As in the cross-sectional view 1000 of 10 As shown, a channel layer 314 is formed over substrate 312 and an active layer 316 is formed over channel layer 314 . The channel layer 314 comprises a first material different from a second material of the active layer 316 . For example, in some embodiments, the channel layer 314 may include gallium nitride (GaN) and the active layer 316 may include aluminum gallium nitride (AlGaN).
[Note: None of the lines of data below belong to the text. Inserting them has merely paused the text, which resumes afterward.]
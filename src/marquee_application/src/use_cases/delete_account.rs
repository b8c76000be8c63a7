use marquee_core::{AccountStore, AccountStoreError, Username};

/// Delete account use case - unconditional removal of the account record.
///
/// Deletion does not cascade into the catalog; favorites references die
/// with the account.
pub struct DeleteAccountUseCase<'a, S>
where
    S: AccountStore + ?Sized,
{
    accounts: &'a S,
}

impl<'a, S> DeleteAccountUseCase<'a, S>
where
    S: AccountStore + ?Sized,
{
    pub fn new(accounts: &'a S) -> Self {
        Self { accounts }
    }

    #[tracing::instrument(name = "DeleteAccountUseCase::execute", skip(self))]
    pub async fn execute(&self, username: &Username) -> Result<(), AccountStoreError> {
        self.accounts.delete_account(username).await
    }
}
In various embodiments, the channel layer 314 and/or the active layer 316 may be deposited using deposition processes (e.g., chemical vapor deposition (CVD), plasma-enhanced chemical vapor deposition (PE-CVD), atomic layer deposition (ALD), physical vapor deposition (PVD), etc.) on the substrate 312 are formed. In some embodiments, channel layer 314 may be formed to a thickness less than or equal to about 5 microns to provide a high quality channel layer with relatively little effort.
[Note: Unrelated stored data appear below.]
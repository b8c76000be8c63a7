pub mod env {
    /// Overrides the path of the optional settings file.
    pub const CONFIG_FILE_ENV_VAR: &str = "MARQUEE_CONFIG";
    /// Prefix for environment overrides, e.g. `MARQUEE__AUTH__JWT_SECRET`.
    pub const SETTINGS_PREFIX: &str = "MARQUEE";
    pub const SETTINGS_SEPARATOR: &str = "__";
}

pub mod defaults {
    pub const APP_HOST: &str = "0.0.0.0";
    pub const APP_PORT: u16 = 8080;

    pub const PG_MAX_CONNECTIONS: u32 = 5;
    pub const PG_TIMEOUT_MILLIS: u64 = 5_000;

    pub const TOKEN_TTL_SECONDS: i64 = 4 * 60 * 60;

    // Argon2id work factor, fixed at startup.
    pub const HASHER_M_COST: u32 = 15_000;
    pub const HASHER_T_COST: u32 = 2;
    pub const HASHER_P_COST: u32 = 1;
}

pub mod test {
    pub const APP_ADDRESS: &str = "127.0.0.1:0";

    // Cheap work factor so test suites are not dominated by hashing.
    pub const HASHER_M_COST: u32 = 1_024;
    pub const HASHER_T_COST: u32 = 1;
    pub const HASHER_P_COST: u32 = 1;
}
As shown in cross-sectional view 1100 of FIG 11 As shown, a plurality of first isolation regions 208 are formed within the active layer 316 . The plurality of first isolation regions 208 may include doped regions extending into the interior of the channel layer 314 from a top surface of the active layer 316 . The plurality of first isolation regions 208 are positioned laterally between the first HEMT device region 902 , the second HEMT device region 904 , and the diode connected HEMT device region 906 .

In some embodiments, the plurality of first isolation regions 208 are formed by forming a first patterned mask layer 1102 over the active layer 316 and then implanting one or more dopants 1104 into the active layer 316 according to the first patterned mask layer 1102 . In some embodiments, the dopants 1104 may be implanted with an energy sufficient to infuse the dopants 1104 into the channel layer 314 . In some embodiments, a post-implant penetration anneal may be performed to diffuse the dopants. In some embodiments, the dopants 1104 may include oxygen dopants, fluorine dopants, or the like. In some embodiments, the first patterned mask layer 1102 may include a photoresist, for example.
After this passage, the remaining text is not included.